Citizens United, the U.S. Supreme Court decision that helped bring even more corporate money into politics, has already made history. Outside groups have spent record amounts influencing the 2012 election already propelling unlikely candidates like Newt Gingrich to remain in the race for far longer than actual voters seemed to want them around. People on the right and left have called for the Supreme Court to overturn this decision, and the Court has an opportunity to do so. It’s currently deciding whether to hear a Montana Supreme Court case which ruled that Montana could use a century-old state law on its books to keep corporate money out of politics.
Even while it is possible (if unlikely, thanks to the 5-4 majority maintained by conservative justices) to overturn Citizens United, the Court’s impending decision won’t affect the 2012 race. Justice John Robert’s court schedule makes clear that, even if they formally accepted the case, the Justices wouldn’t even look at it until their next term, starting October 1. The final ruling would come after the election, notes Lyle Denniston of the SCOTUS blog provided by Bloomberg Law.
ThinkProgress has pointed out that this is most likely to help Republican nominee Mitt Romney, who has $1 billion from outside groups behind him (far dwarfing Barack Obama’s own super PAC fundraising efforts).

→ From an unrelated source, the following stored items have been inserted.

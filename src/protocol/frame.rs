//! Frame struct with typed accessors.
//!
//! A frame is one discrete protocol message: header, method name, body.
//! Uses `bytes::Bytes` so the receive path can hand out slices of its read
//! buffer without copying.

use bytes::Bytes;

use super::wire_format::{flags, ByteOrder, Header, HEADER_SIZE};

/// A complete protocol frame.
///
/// A frame is a *request* iff `response_frame_id == 0`, a *response*
/// otherwise. Immutable once encoded onto the wire.
#[derive(Debug, Clone)]
pub struct Frame {
    pub flag: u8,
    /// Id assigned by the sender of this frame.
    pub request_frame_id: u32,
    /// 0 for a fresh request; otherwise the `request_frame_id` being answered.
    pub response_frame_id: u32,
    pub method_name: Bytes,
    pub body: Bytes,
}

impl Frame {
    /// Build a request frame.
    pub fn request(method_name: &str, body: Bytes, request_id: u32, needs_response: bool) -> Self {
        let mut frame = Self {
            flag: 0,
            request_frame_id: request_id,
            response_frame_id: 0,
            method_name: Bytes::copy_from_slice(method_name.as_bytes()),
            body,
        };
        frame.set_needs_response(needs_response);
        frame
    }

    /// Build the response to `request`, echoing its flag and method name.
    pub fn response(request: &Frame, body: Bytes, request_id: u32) -> Self {
        Self {
            flag: request.flag,
            request_frame_id: request_id,
            response_frame_id: request.request_frame_id,
            method_name: request.method_name.clone(),
            body,
        }
    }

    /// Build a zero-body keepalive request.
    pub fn keepalive(request_id: u32) -> Self {
        let mut frame = Self::request("", Bytes::new(), request_id, true);
        frame.set_transform_type(flags::TRANSFORM_KEEPALIVE);
        frame
    }

    /// Assemble the frame from already-split wire pieces.
    pub fn from_parts(header: Header, method_name: Bytes, body: Bytes) -> Self {
        Self {
            flag: header.flag,
            request_frame_id: header.request_frame_id,
            response_frame_id: header.response_frame_id,
            method_name,
            body,
        }
    }

    /// Transform type (bits 0-1 of the flag byte).
    #[inline]
    pub fn transform_type(&self) -> u8 {
        self.flag & flags::TRANSFORM_MASK
    }

    /// Set the transform type, leaving the other flag bits untouched.
    pub fn set_transform_type(&mut self, transform_type: u8) {
        self.flag = (self.flag & !flags::TRANSFORM_MASK) | (transform_type & flags::TRANSFORM_MASK);
    }

    #[inline]
    pub fn is_keepalive(&self) -> bool {
        self.transform_type() == flags::TRANSFORM_KEEPALIVE
    }

    #[inline]
    pub fn is_error(&self) -> bool {
        flags::has_flag(self.flag, flags::IS_ERROR)
    }

    /// Mark the frame as an error response, replacing the body with the
    /// message text.
    pub fn set_error(&mut self, message: &str) {
        self.body = Bytes::copy_from_slice(message.as_bytes());
        self.flag |= flags::IS_ERROR;
    }

    #[inline]
    pub fn needs_response(&self) -> bool {
        flags::has_flag(self.flag, flags::NEEDS_RESPONSE)
    }

    pub fn set_needs_response(&mut self, needs_response: bool) {
        if needs_response {
            self.flag |= flags::NEEDS_RESPONSE;
        } else {
            self.flag &= !flags::NEEDS_RESPONSE;
        }
    }

    /// Whether this frame initiates a call (as opposed to answering one).
    #[inline]
    pub fn is_request(&self) -> bool {
        self.response_frame_id == 0
    }

    /// A request frame with no method name is noise; it is dropped without
    /// closing the connection. Keepalives are filtered before this check.
    #[inline]
    pub fn is_malformed(&self) -> bool {
        self.method_name.is_empty() && self.response_frame_id == 0
    }

    /// Method name as text (lossy; names are expected to be UTF-8).
    pub fn method_name_str(&self) -> std::borrow::Cow<'_, str> {
        String::from_utf8_lossy(&self.method_name)
    }

    fn header(&self) -> Header {
        Header {
            flag: self.flag,
            request_frame_id: self.request_frame_id,
            response_frame_id: self.response_frame_id,
            content_length: self.body.len() as u32,
            method_name_len: self.method_name.len() as u8,
        }
    }

    /// Encode the full frame: 16 header bytes, method name, body.
    pub fn encode(&self, order: ByteOrder) -> Vec<u8> {
        let mut buf = Vec::with_capacity(HEADER_SIZE + self.method_name.len() + self.body.len());
        buf.extend_from_slice(&self.header().encode(order));
        buf.extend_from_slice(&self.method_name);
        buf.extend_from_slice(&self.body);
        buf
    }
}

#[cfg(test)]
mod tests {
    use super::*;

    #[test]
    fn test_request_frame() {
        let frame = Frame::request("global_Hello", Bytes::from_static(b"body"), 42, true);

        assert_eq!(frame.request_frame_id, 42);
        assert_eq!(frame.response_frame_id, 0);
        assert!(frame.is_request());
        assert!(frame.needs_response());
        assert!(!frame.is_error());
        assert!(!frame.is_keepalive());
        assert_eq!(frame.method_name_str(), "global_Hello");
    }

    #[test]
    fn test_response_echoes_request() {
        let request = Frame::request("m_f", Bytes::from_static(b"in"), 7, true);
        let response = Frame::response(&request, Bytes::from_static(b"out"), 99);

        assert_eq!(response.response_frame_id, 7);
        assert_eq!(response.request_frame_id, 99);
        assert_eq!(response.method_name, request.method_name);
        assert!(!response.is_request());
    }

    #[test]
    fn test_keepalive_frame() {
        let frame = Frame::keepalive(5);

        assert!(frame.is_keepalive());
        assert!(frame.needs_response());
        assert!(frame.method_name.is_empty());
        assert!(frame.body.is_empty());
    }

    #[test]
    fn test_transform_type_preserves_other_bits() {
        let mut frame = Frame::request("a_b", Bytes::new(), 1, true);
        frame.set_transform_type(flags::TRANSFORM_KEEPALIVE);

        assert!(frame.is_keepalive());
        assert!(frame.needs_response());

        frame.set_transform_type(flags::TRANSFORM_NORMAL);
        assert!(!frame.is_keepalive());
        assert!(frame.needs_response());
    }

    #[test]
    fn test_set_error_replaces_body() {
        let request = Frame::request("a_b", Bytes::new(), 1, true);
        let mut response = Frame::response(&request, Bytes::new(), 2);
        response.set_error("boom");

        assert!(response.is_error());
        assert_eq!(&response.body[..], b"boom");
    }

    #[test]
    fn test_malformed_detection() {
        let noise = Frame::request("", Bytes::new(), 1, false);
        assert!(noise.is_malformed());

        let request = Frame::request("a_b", Bytes::new(), 1, true);
        assert!(!request.is_malformed());

        // A response with an empty name is fine.
        let response = Frame::response(&request, Bytes::new(), 2);
        assert!(!response.is_malformed());
    }

    #[test]
    fn test_encode_layout() {
        let frame = Frame::request("ab_c", Bytes::from_static(b"xyz"), 3, true);
        let bytes = frame.encode(ByteOrder::Big);

        assert_eq!(bytes.len(), HEADER_SIZE + 4 + 3);
        assert_eq!(&bytes[HEADER_SIZE..HEADER_SIZE + 4], b"ab_c");
        assert_eq!(&bytes[HEADER_SIZE + 4..], b"xyz");
        assert_eq!(bytes[14], 4); // method name length
    }
}
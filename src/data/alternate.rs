// src/data/alternate.rs
//! Non-standard settings.
//!
//! Names carry the full Hermann-Mauguin symbol of the setting. Origin choice
//! is marked with a `:1` / `:2` suffix, rhombohedral axes with `:R`.

use super::setting;
use super::SpaceGroupEntry;

pub const ALTERNATE: &[SpaceGroupEntry] = &[
  // --- Monoclinic: unique axes c and a, cell choices 2 and 3 ---
  setting!(3, "P 1 1 2", "P 2"),
  setting!(3, "P 2 1 1", "P 2x"),
  setting!(4, "P 1 1 21", "P 2c"),
  setting!(4, "P 21 1 1", "P 2xa"),
  setting!(5, "A 1 2 1", "A 2y"),
  setting!(5, "I 1 2 1", "I 2y"),
  setting!(5, "A 1 1 2", "A 2"),
  setting!(5, "B 1 1 2", "B 2"),
  setting!(5, "I 1 1 2", "I 2"),
  setting!(5, "B 2 1 1", "B 2x"),
  setting!(5, "C 2 1 1", "C 2x"),
  setting!(5, "I 2 1 1", "I 2x"),
  setting!(6, "P 1 1 m", "P -2"),
  setting!(6, "P m 1 1", "P -2x"),
  setting!(7, "P 1 n 1", "P -2yac"),
  setting!(7, "P 1 a 1", "P -2ya"),
  setting!(7, "P 1 1 a", "P -2a"),
  setting!(7, "P 1 1 n", "P -2ab"),
  setting!(7, "P 1 1 b", "P -2b"),
  setting!(7, "P b 1 1", "P -2xb"),
  setting!(7, "P n 1 1", "P -2xbc"),
  setting!(7, "P c 1 1", "P -2xc"),
  setting!(8, "A 1 m 1", "A -2y"),
  setting!(8, "I 1 m 1", "I -2y"),
  setting!(8, "A 1 1 m", "A -2"),
  setting!(8, "B 1 1 m", "B -2"),
  setting!(8, "I 1 1 m", "I -2"),
  setting!(8, "B m 1 1", "B -2x"),
  setting!(8, "C m 1 1", "C -2x"),
  setting!(8, "I m 1 1", "I -2x"),
  setting!(9, "A 1 n 1", "A -2yac"),
  setting!(9, "I 1 a 1", "I -2ya"),
  setting!(9, "A 1 a 1", "A -2ya"),
  setting!(9, "C 1 n 1", "C -2ybc"),
  setting!(9, "I 1 c 1", "I -2yc"),
  setting!(9, "A 1 1 a", "A -2a"),
  setting!(9, "B 1 1 n", "B -2bc"),
  setting!(9, "I 1 1 b", "I -2b"),
  setting!(9, "B 1 1 b", "B -2b"),
  setting!(9, "A 1 1 n", "A -2ac"),
  setting!(9, "I 1 1 a", "I -2a"),
  setting!(9, "B b 1 1", "B -2xb"),
  setting!(9, "C n 1 1", "C -2xbc"),
  setting!(9, "I c 1 1", "I -2xc"),
  setting!(9, "C c 1 1", "C -2xc"),
  setting!(9, "B n 1 1", "B -2xbc"),
  setting!(9, "I b 1 1", "I -2xb"),
  setting!(10, "P 1 1 2/m", "-P 2"),
  setting!(10, "P 2/m 1 1", "-P 2x"),
  setting!(11, "P 1 1 21/m", "-P 2c"),
  setting!(11, "P 21/m 1 1", "-P 2xa"),
  setting!(12, "A 1 2/m 1", "-A 2y"),
  setting!(12, "I 1 2/m 1", "-I 2y"),
  setting!(12, "A 1 1 2/m", "-A 2"),
  setting!(12, "B 1 1 2/m", "-B 2"),
  setting!(12, "I 1 1 2/m", "-I 2"),
  setting!(12, "B 2/m 1 1", "-B 2x"),
  setting!(12, "C 2/m 1 1", "-C 2x"),
  setting!(12, "I 2/m 1 1", "-I 2x"),
  setting!(13, "P 1 2/n 1", "-P 2yac"),
  setting!(13, "P 1 2/a 1", "-P 2ya"),
  setting!(13, "P 1 1 2/a", "-P 2a"),
  setting!(13, "P 1 1 2/n", "-P 2ab"),
  setting!(13, "P 1 1 2/b", "-P 2b"),
  setting!(13, "P 2/b 1 1", "-P 2xb"),
  setting!(13, "P 2/n 1 1", "-P 2xbc"),
  setting!(13, "P 2/c 1 1", "-P 2xc"),
  setting!(14, "P 1 21/n 1", "-P 2yn"),
  setting!(14, "P 1 21/a 1", "-P 2yab"),
  setting!(14, "P 1 1 21/a", "-P 2ac"),
  setting!(14, "P 1 1 21/n", "-P 2n"),
  setting!(14, "P 1 1 21/b", "-P 2bc"),
  setting!(14, "P 21/b 1 1", "-P 2xab"),
  setting!(14, "P 21/n 1 1", "-P 2xn"),
  setting!(14, "P 21/c 1 1", "-P 2xac"),
  setting!(15, "A 1 2/n 1", "-A 2yac"),
  setting!(15, "I 1 2/a 1", "-I 2ya"),
  setting!(15, "A 1 2/a 1", "-A 2ya"),
  setting!(15, "C 1 2/n 1", "-C 2ybc"),
  setting!(15, "I 1 2/c 1", "-I 2yc"),
  setting!(15, "A 1 1 2/a", "-A 2a"),
  setting!(15, "B 1 1 2/n", "-B 2bc"),
  setting!(15, "I 1 1 2/b", "-I 2b"),
  setting!(15, "B 1 1 2/b", "-B 2b"),
  setting!(15, "A 1 1 2/n", "-A 2ac"),
  setting!(15, "I 1 1 2/a", "-I 2a"),
  setting!(15, "B 2/b 1 1", "-B 2xb"),
  setting!(15, "C 2/n 1 1", "-C 2xbc"),
  setting!(15, "I 2/c 1 1", "-I 2xc"),
  setting!(15, "C 2/c 1 1", "-C 2xc"),
  setting!(15, "B 2/n 1 1", "-B 2xbc"),
  setting!(15, "I 2/b 1 1", "-I 2xb"),
  // --- Orthorhombic: permuted axes ---
  setting!(17, "P 21 2 2", "P 2a 2a"),
  setting!(17, "P 2 21 2", "P 2 2b"),
  setting!(18, "P 2 21 21", "P 2bc 2"),
  setting!(18, "P 21 2 21", "P 2ac 2ac"),
  setting!(20, "A 21 2 2", "A 2a 2a"),
  setting!(20, "B 2 21 2", "B 2 2b"),
  setting!(21, "A 2 2 2", "A 2 2"),
  setting!(21, "B 2 2 2", "B 2 2"),
  setting!(25, "P 2 m m", "P -2 2"),
  setting!(25, "P m 2 m", "P -2 -2"),
  setting!(26, "P c m 21", "P 2c -2c"),
  setting!(26, "P 21 m a", "P -2a 2a"),
  setting!(26, "P 21 a m", "P -2 2a"),
  setting!(26, "P b 21 m", "P -2 -2b"),
  setting!(26, "P m 21 b", "P -2b -2"),
  setting!(27, "P 2 a a", "P -2a 2"),
  setting!(27, "P b 2 b", "P -2b -2b"),
  setting!(28, "P b m 2", "P 2 -2b"),
  setting!(28, "P 2 m b", "P -2b 2"),
  setting!(28, "P 2 c m", "P -2c 2"),
  setting!(28, "P c 2 m", "P -2c -2c"),
  setting!(28, "P m 2 a", "P -2a -2a"),
  setting!(29, "P b c 21", "P 2c -2b"),
  setting!(29, "P 21 a b", "P -2b 2a"),
  setting!(29, "P 21 c a", "P -2ac 2a"),
  setting!(29, "P c 21 b", "P -2bc -2c"),
  setting!(29, "P b 21 a", "P -2a -2ab"),
  setting!(30, "P c n 2", "P 2 -2ac"),
  setting!(30, "P 2 n a", "P -2ac 2"),
  setting!(30, "P 2 a n", "P -2ab 2"),
  setting!(30, "P b 2 n", "P -2ab -2ab"),
  setting!(30, "P n 2 b", "P -2bc -2bc"),
  setting!(31, "P n m 21", "P 2bc -2bc"),
  setting!(31, "P 21 m n", "P -2ab 2ab"),
  setting!(31, "P 21 n m", "P -2 2ac"),
  setting!(31, "P n 21 m", "P -2 -2bc"),
  setting!(31, "P m 21 n", "P -2ab -2"),
  setting!(32, "P 2 c b", "P -2bc 2"),
  setting!(32, "P c 2 a", "P -2ac -2ac"),
  setting!(33, "P b n 21", "P 2c -2ab"),
  setting!(33, "P 21 n b", "P -2bc 2a"),
  setting!(33, "P 21 c n", "P -2n 2a"),
  setting!(33, "P c 21 n", "P -2n -2ac"),
  setting!(33, "P n 21 a", "P -2ac -2n"),
  setting!(34, "P 2 n n", "P -2n 2"),
  setting!(34, "P n 2 n", "P -2n -2n"),
  setting!(35, "A 2 m m", "A -2 2"),
  setting!(35, "B m 2 m", "B -2 -2"),
  setting!(36, "C c m 21", "C 2c -2c"),
  setting!(36, "A 21 m a", "A -2a 2a"),
  setting!(36, "A 21 a m", "A -2 2a"),
  setting!(36, "B b 21 m", "B -2 -2b"),
  setting!(36, "B m 21 b", "B -2b -2"),
  setting!(37, "A 2 a a", "A -2a 2"),
  setting!(37, "B b 2 b", "B -2b -2b"),
  setting!(38, "B m m 2", "B 2 -2"),
  setting!(38, "B 2 m m", "B -2 2"),
  setting!(38, "C 2 m m", "C -2 2"),
  setting!(38, "C m 2 m", "C -2 -2"),
  setting!(38, "A m 2 m", "A -2 -2"),
  setting!(39, "B m a 2", "B 2 -2c"),
  setting!(39, "B 2 c m", "B -2c 2"),
  setting!(39, "C 2 m b", "C -2b 2"),
  setting!(39, "C m 2 a", "C -2b -2b"),
  setting!(39, "A c 2 m", "A -2c -2c"),
  setting!(40, "B b m 2", "B 2 -2b"),
  setting!(40, "B 2 m b", "B -2b 2"),
  setting!(40, "C 2 c m", "C -2c 2"),
  setting!(40, "C c 2 m", "C -2c -2c"),
  setting!(40, "A m 2 a", "A -2a -2a"),
  setting!(41, "B b a 2", "B 2 -2bc"),
  setting!(41, "B 2 c b", "B -2bc 2"),
  setting!(41, "C 2 c b", "C -2bc 2"),
  setting!(41, "C c 2 a", "C -2bc -2bc"),
  setting!(41, "A c 2 a", "A -2ac -2ac"),
  setting!(42, "F 2 m m", "F -2 2"),
  setting!(42, "F m 2 m", "F -2 -2"),
  setting!(43, "F 2 d d", "F -2d 2"),
  setting!(43, "F d 2 d", "F -2d -2d"),
  setting!(44, "I 2 m m", "I -2 2"),
  setting!(44, "I m 2 m", "I -2 -2"),
  setting!(45, "I 2 c b", "I -2a 2"),
  setting!(45, "I c 2 a", "I -2b -2b"),
  setting!(46, "I b m 2", "I 2 -2b"),
  setting!(46, "I 2 m b", "I -2b 2"),
  setting!(46, "I 2 c m", "I -2c 2"),
  setting!(46, "I c 2 m", "I -2c -2c"),
  setting!(46, "I m 2 a", "I -2a -2a"),
  setting!(48, "P n n n :1", "P 2 2 -1n"),
  setting!(49, "P m a a", "-P 2a 2"),
  setting!(49, "P b m b", "-P 2b 2b"),
  setting!(50, "P b a n :1", "P 2 2 -1ab"),
  setting!(50, "P n c b :1", "P 2 2 -1bc"),
  setting!(50, "P n c b :2", "-P 2b 2bc"),
  setting!(50, "P c n a :1", "P 2 2 -1ac"),
  setting!(50, "P c n a :2", "-P 2a 2c"),
  setting!(51, "P m m b", "-P 2b 2"),
  setting!(51, "P b m m", "-P 2 2b"),
  setting!(51, "P c m m", "-P 2c 2c"),
  setting!(51, "P m c m", "-P 2c 2"),
  setting!(51, "P m a m", "-P 2 2a"),
  setting!(52, "P n n b", "-P 2b 2n"),
  setting!(52, "P b n n", "-P 2n 2b"),
  setting!(52, "P c n n", "-P 2ab 2c"),
  setting!(52, "P n c n", "-P 2ab 2n"),
  setting!(52, "P n a n", "-P 2n 2bc"),
  setting!(53, "P n m b", "-P 2bc 2bc"),
  setting!(53, "P b m n", "-P 2ab 2ab"),
  setting!(53, "P c n m", "-P 2 2ac"),
  setting!(53, "P n c m", "-P 2 2bc"),
  setting!(53, "P m a n", "-P 2ab 2"),
  setting!(54, "P c c b", "-P 2b 2c"),
  setting!(54, "P b a a", "-P 2a 2b"),
  setting!(54, "P c a a", "-P 2ac 2c"),
  setting!(54, "P b c b", "-P 2bc 2b"),
  setting!(54, "P b a b", "-P 2b 2ab"),
  setting!(55, "P m c b", "-P 2bc 2"),
  setting!(55, "P c m a", "-P 2ac 2ac"),
  setting!(56, "P n a a", "-P 2ac 2bc"),
  setting!(56, "P b n b", "-P 2bc 2ab"),
  setting!(57, "P c a m", "-P 2c 2ac"),
  setting!(57, "P m c a", "-P 2ac 2a"),
  setting!(57, "P m a b", "-P 2b 2a"),
  setting!(57, "P b m a", "-P 2a 2ab"),
  setting!(57, "P c m b", "-P 2bc 2c"),
  setting!(58, "P m n n", "-P 2n 2"),
  setting!(58, "P n m n", "-P 2n 2n"),
  setting!(59, "P m m n :1", "P 2 2ab -1ab"),
  setting!(59, "P n m m :1", "P 2bc 2 -1bc"),
  setting!(59, "P n m m :2", "-P 2c 2bc"),
  setting!(59, "P m n m :1", "P 2ac 2ac -1ac"),
  setting!(59, "P m n m :2", "-P 2c 2a"),
  setting!(60, "P c a n", "-P 2n 2c"),
  setting!(60, "P n c a", "-P 2a 2n"),
  setting!(60, "P n a b", "-P 2bc 2n"),
  setting!(60, "P b n a", "-P 2ac 2b"),
  setting!(60, "P c n b", "-P 2b 2ac"),
  setting!(61, "P c a b", "-P 2bc 2ac"),
  setting!(62, "P m n b", "-P 2bc 2a"),
  setting!(62, "P b n m", "-P 2c 2ab"),
  setting!(62, "P c m n", "-P 2n 2ac"),
  setting!(62, "P m c n", "-P 2n 2a"),
  setting!(62, "P n a m", "-P 2c 2n"),
  setting!(63, "C c m m", "-C 2c 2c"),
  setting!(63, "A m m a", "-A 2a 2a"),
  setting!(63, "A m a m", "-A 2 2a"),
  setting!(63, "B b m m", "-B 2 2b"),
  setting!(63, "B m m b", "-B 2b 2"),
  setting!(64, "C c m b", "-C 2bc 2bc"),
  setting!(64, "A b m a", "-A 2ac 2ac"),
  setting!(64, "A c a m", "-A 2 2ac"),
  setting!(64, "B b c m", "-B 2 2bc"),
  setting!(64, "B m a b", "-B 2bc 2"),
  setting!(65, "A m m m", "-A 2 2"),
  setting!(65, "B m m m", "-B 2 2"),
  setting!(66, "A m a a", "-A 2a 2"),
  setting!(66, "B b m b", "-B 2b 2b"),
  setting!(67, "C m m b", "-C 2b 2b"),
  setting!(67, "A b m m", "-A 2c 2c"),
  setting!(67, "A c m m", "-A 2 2c"),
  setting!(67, "B m c m", "-B 2 2c"),
  setting!(67, "B m a m", "-B 2c 2"),
  setting!(68, "C c c a :1", "C 2 2 -1bc"),
  setting!(68, "C c c b :1", "C 2 2 -1bc"),
  setting!(68, "C c c b :2", "-C 2b 2c"),
  setting!(68, "A b a a :1", "A 2 2 -1ac"),
  setting!(68, "A b a a :2", "-A 2a 2c"),
  setting!(68, "A c a a :1", "A 2 2 -1ac"),
  setting!(68, "A c a a :2", "-A 2ac 2c"),
  setting!(68, "B b c b :1", "B 2 2 -1bc"),
  setting!(68, "B b c b :2", "-B 2bc 2b"),
  setting!(68, "B b a b :1", "B 2 2 -1bc"),
  setting!(68, "B b a b :2", "-B 2b 2bc"),
  setting!(70, "F d d d :1", "F 2 2 -1d"),
  setting!(72, "I m c b", "-I 2a 2"),
  setting!(72, "I c m a", "-I 2b 2b"),
  setting!(73, "I c a b", "-I 2a 2b"),
  setting!(74, "I m m b", "-I 2a 2a"),
  setting!(74, "I b m m", "-I 2c 2c"),
  setting!(74, "I c m m", "-I 2 2b"),
  setting!(74, "I m c m", "-I 2 2a"),
  setting!(74, "I m a m", "-I 2c 2"),
  // --- Tetragonal: origin choice 1 ---
  setting!(85, "P 4/n :1", "P 4ab -1ab"),
  setting!(86, "P 42/n :1", "P 4n -1n"),
  setting!(88, "I 41/a :1", "I 4bw -1bw"),
  setting!(125, "P 4/n b m :1", "P 4 2 -1ab"),
  setting!(126, "P 4/n n c :1", "P 4 2 -1n"),
  setting!(129, "P 4/n m m :1", "P 4ab 2ab -1ab"),
  setting!(130, "P 4/n c c :1", "P 4ab 2n -1ab"),
  setting!(133, "P 42/n b c :1", "P 4n 2c -1n"),
  setting!(134, "P 42/n n m :1", "P 4n 2 -1n"),
  setting!(137, "P 42/n m c :1", "P 4n 2n -1n"),
  setting!(138, "P 42/n c m :1", "P 4n 2ab -1n"),
  setting!(141, "I 41/a m d :1", "I 4bw 2bw -1bw"),
  setting!(142, "I 41/a c d :1", "I 4bw 2aw -1bw"),
  // --- Trigonal: rhombohedral axes ---
  setting!(146, "R 3 :R", "P 3*"),
  setting!(148, "R -3 :R", "-P 3*"),
  setting!(155, "R 3 2 :R", "P 3* 2"),
  setting!(160, "R 3 m :R", "P 3* -2"),
  setting!(161, "R 3 c :R", "P 3* -2n"),
  setting!(166, "R -3 m :R", "-P 3* 2"),
  setting!(167, "R -3 c :R", "-P 3* 2n"),
  // --- Cubic: origin choice 1 ---
  setting!(201, "P n -3 :1", "P 2 2 3 -1n"),
  setting!(203, "F d -3 :1", "F 2 2 3 -1d"),
  setting!(222, "P n -3 n :1", "P 4 2 3 -1n"),
  setting!(224, "P n -3 m :1", "P 4n 2 3 -1n"),
  setting!(227, "F d -3 m :1", "F 4d 2 3 -1d"),
  setting!(228, "F d -3 c :1", "F 4d 2 3 -1cd"),
];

This fact doubles the sting for liberals, who are victims of not only less cash, but less power within the Court. The New Yorker’s Jeffrey Toobin recently reported on how conservative Chief Justice John Roberts essentially orchestrated the case so that it would be vastly more far-reaching than originally intended. Citizens United, he writes, “reflects the aggressive conservative judicial activism of the Roberts Court:”
It was once liberals who were associated with using the courts to overturn the work of the democratically elected branches of government, but the current Court has matched contempt for Congress with a disdain for many of the Court’s own precedents. When the Court announced its final ruling on Citizens United, on January 21, 2010, the vote was five to four and the majority opinion was written by Anthony Kennedy. Above all, though, the result represented a triumph for Chief Justice Roberts. Even without writing the opinion, Roberts, more than anyone, shaped what the Court did. As American politics assumes its new form in the post-Citizens United era, the credit or the blame goes mostly to him.
Retired Justice John Paul Stevens has frequently criticized the decision since he wrote the original 90-page dissent. In a speech at the University of Arkansas this week, he backed Obama’s 2010 State of the Union suggestion that Citizens United could allow “foreign entities” to bankroll American elections (to which Justice Samuel Alito infamously mouthed “not true” on camera). The Huffington Post reports:
“I think it is likely that when the court begins to spell out which categories of non-voters should receive the same protections as the not-for-profit Citizens United advocacy group, it will not only exclude terrorist organizations and foreign agents, but also all corporations owned or controlled by non-citizens, and possibly even those in which non-citizens have a substantial interest,” Stevens said, referencing a case in which he joined the Citizens United majority to hold that speech made or funded by terrorist groups have no First Amendment protection. “Where that line will actually be drawn will depend on an exercise of judgment by the majority of members of the court, rather than on any proposition of law identified in the Citizens United majority opinion.”
Even if the Court doesn’t do the right thing and overturn Citizens United this year, we can hope that the “foreign entities” loophole will prove to be the case’s Kryptonite. But despite all that, the Court’s timing on the decision is more than unfortunate — it’s destructive for American democracy.